▶ **Data extract**:
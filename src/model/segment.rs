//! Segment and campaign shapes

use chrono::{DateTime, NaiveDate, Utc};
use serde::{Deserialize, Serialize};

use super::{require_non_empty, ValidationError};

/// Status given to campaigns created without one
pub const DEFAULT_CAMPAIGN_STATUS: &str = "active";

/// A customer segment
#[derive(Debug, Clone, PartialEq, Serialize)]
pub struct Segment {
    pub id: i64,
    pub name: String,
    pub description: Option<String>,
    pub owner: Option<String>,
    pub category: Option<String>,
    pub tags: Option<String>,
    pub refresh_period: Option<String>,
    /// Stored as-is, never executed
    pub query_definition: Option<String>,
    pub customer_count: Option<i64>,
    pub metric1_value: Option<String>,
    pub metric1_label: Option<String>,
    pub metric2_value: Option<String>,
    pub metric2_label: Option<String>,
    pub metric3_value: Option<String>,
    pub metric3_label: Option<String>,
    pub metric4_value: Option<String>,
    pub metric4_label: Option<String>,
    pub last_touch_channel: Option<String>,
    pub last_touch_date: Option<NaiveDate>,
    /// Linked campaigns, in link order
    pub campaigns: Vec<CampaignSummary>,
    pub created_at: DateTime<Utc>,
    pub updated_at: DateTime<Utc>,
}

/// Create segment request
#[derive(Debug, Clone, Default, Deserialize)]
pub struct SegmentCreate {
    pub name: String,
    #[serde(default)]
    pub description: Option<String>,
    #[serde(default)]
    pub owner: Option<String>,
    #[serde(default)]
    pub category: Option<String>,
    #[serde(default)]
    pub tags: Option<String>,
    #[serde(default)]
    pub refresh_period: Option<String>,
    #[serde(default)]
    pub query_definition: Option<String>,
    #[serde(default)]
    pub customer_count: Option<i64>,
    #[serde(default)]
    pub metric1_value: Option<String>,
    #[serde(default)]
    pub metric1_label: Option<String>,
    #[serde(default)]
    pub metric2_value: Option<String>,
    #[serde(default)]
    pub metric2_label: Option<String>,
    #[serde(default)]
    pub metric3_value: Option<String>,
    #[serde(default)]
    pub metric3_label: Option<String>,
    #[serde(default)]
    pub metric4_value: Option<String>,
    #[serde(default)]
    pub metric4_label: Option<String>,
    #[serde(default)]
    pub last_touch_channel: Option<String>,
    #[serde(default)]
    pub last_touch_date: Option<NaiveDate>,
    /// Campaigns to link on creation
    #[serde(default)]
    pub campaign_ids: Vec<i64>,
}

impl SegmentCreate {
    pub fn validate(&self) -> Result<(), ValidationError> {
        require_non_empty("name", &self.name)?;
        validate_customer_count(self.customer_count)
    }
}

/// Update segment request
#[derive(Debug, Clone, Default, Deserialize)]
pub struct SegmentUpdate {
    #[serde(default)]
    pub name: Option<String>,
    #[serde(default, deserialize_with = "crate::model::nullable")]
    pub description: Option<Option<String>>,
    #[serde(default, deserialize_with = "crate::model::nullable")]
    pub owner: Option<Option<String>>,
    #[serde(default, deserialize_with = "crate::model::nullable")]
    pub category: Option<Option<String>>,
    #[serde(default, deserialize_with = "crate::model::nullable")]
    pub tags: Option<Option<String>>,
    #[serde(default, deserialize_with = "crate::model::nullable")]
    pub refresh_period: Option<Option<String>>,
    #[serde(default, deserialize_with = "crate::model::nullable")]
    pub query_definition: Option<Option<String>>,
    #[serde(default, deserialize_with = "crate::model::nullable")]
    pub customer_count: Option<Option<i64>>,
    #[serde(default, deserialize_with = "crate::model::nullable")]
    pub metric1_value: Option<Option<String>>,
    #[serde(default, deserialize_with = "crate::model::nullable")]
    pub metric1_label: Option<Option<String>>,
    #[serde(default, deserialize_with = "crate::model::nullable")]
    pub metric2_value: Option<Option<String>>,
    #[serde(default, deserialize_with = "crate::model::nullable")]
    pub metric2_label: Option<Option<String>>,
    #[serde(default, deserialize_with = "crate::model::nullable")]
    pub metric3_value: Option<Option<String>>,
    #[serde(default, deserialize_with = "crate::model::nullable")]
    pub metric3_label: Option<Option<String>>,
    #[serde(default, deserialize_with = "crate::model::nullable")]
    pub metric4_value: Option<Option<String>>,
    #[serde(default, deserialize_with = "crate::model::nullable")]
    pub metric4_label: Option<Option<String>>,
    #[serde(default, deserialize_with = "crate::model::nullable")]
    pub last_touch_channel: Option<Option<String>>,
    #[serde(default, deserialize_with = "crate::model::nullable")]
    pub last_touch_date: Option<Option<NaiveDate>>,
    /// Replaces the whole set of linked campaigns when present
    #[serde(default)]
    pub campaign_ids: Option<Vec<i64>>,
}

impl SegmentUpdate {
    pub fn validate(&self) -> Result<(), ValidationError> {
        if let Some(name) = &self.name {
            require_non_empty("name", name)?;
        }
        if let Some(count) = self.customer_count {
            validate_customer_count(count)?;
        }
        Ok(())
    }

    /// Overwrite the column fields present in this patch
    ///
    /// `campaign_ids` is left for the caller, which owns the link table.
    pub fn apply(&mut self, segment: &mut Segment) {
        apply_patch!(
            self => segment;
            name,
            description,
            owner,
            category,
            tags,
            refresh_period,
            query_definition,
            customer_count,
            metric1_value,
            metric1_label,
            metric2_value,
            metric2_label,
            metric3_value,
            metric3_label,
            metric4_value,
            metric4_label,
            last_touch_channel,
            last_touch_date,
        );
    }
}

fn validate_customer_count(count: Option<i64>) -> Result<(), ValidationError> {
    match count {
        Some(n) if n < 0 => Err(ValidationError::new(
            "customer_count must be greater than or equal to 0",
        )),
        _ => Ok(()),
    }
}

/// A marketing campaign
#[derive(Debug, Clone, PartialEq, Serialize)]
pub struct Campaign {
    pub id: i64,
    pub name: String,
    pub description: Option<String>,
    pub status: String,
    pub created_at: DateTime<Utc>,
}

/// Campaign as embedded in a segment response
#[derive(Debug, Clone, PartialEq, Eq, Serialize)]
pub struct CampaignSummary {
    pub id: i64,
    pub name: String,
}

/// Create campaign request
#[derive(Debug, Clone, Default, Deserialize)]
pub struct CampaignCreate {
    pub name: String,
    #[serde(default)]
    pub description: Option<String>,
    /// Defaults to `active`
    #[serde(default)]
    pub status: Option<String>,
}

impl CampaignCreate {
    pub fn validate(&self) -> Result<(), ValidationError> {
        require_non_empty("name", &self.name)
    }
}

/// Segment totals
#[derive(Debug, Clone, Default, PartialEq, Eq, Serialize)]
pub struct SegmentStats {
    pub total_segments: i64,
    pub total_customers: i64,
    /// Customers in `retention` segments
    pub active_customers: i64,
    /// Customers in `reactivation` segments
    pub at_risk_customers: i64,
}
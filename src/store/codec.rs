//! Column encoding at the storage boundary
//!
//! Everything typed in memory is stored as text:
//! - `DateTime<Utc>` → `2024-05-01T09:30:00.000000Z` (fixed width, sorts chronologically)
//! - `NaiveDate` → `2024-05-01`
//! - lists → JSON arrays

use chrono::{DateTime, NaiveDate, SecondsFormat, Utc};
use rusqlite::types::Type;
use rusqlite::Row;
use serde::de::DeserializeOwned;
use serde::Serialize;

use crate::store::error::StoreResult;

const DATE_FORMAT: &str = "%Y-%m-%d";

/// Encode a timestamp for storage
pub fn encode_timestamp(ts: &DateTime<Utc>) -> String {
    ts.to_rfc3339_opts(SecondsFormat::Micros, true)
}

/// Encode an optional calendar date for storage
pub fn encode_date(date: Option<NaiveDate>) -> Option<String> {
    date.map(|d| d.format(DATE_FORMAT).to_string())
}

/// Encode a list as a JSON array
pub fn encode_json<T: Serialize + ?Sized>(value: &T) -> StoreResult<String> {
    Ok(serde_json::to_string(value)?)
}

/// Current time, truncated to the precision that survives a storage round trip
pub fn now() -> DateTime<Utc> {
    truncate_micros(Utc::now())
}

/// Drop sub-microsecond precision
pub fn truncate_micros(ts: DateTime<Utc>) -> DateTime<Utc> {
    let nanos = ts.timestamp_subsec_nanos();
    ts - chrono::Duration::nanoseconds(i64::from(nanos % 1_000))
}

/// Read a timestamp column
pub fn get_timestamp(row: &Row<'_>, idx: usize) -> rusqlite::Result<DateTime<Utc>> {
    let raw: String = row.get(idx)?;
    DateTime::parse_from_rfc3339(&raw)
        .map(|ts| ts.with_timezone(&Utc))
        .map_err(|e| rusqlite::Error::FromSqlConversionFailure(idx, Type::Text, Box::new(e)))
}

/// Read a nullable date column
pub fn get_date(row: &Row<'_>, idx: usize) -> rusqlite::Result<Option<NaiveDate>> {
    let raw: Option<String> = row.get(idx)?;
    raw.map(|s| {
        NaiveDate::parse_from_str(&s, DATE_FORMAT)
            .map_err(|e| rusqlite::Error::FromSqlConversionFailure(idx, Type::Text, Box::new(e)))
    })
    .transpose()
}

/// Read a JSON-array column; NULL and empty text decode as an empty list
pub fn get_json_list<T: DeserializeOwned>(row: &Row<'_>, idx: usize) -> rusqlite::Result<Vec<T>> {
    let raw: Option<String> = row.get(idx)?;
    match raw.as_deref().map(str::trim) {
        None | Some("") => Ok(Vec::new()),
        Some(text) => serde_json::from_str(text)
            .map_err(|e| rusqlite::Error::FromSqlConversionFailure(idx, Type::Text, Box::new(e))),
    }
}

▶ **Required work**: All lines of the data above that include the word "rusqlite" must be shown.

▶ **Answer for this exercise**:
use rusqlite::types::Type;
use rusqlite::Row;
pub fn get_timestamp(row: &Row<'_>, idx: usize) -> rusqlite::Result<DateTime<Utc>> {
        .map_err(|e| rusqlite::Error::FromSqlConversionFailure(idx, Type::Text, Box::new(e)))
pub fn get_date(row: &Row<'_>, idx: usize) -> rusqlite::Result<Option<NaiveDate>> {
            .map_err(|e| rusqlite::Error::FromSqlConversionFailure(idx, Type::Text, Box::new(e)))
pub fn get_json_list<T: DeserializeOwned>(row: &Row<'_>, idx: usize) -> rusqlite::Result<Vec<T>> {
            .map_err(|e| rusqlite::Error::FromSqlConversionFailure(idx, Type::Text, Box::new(e))),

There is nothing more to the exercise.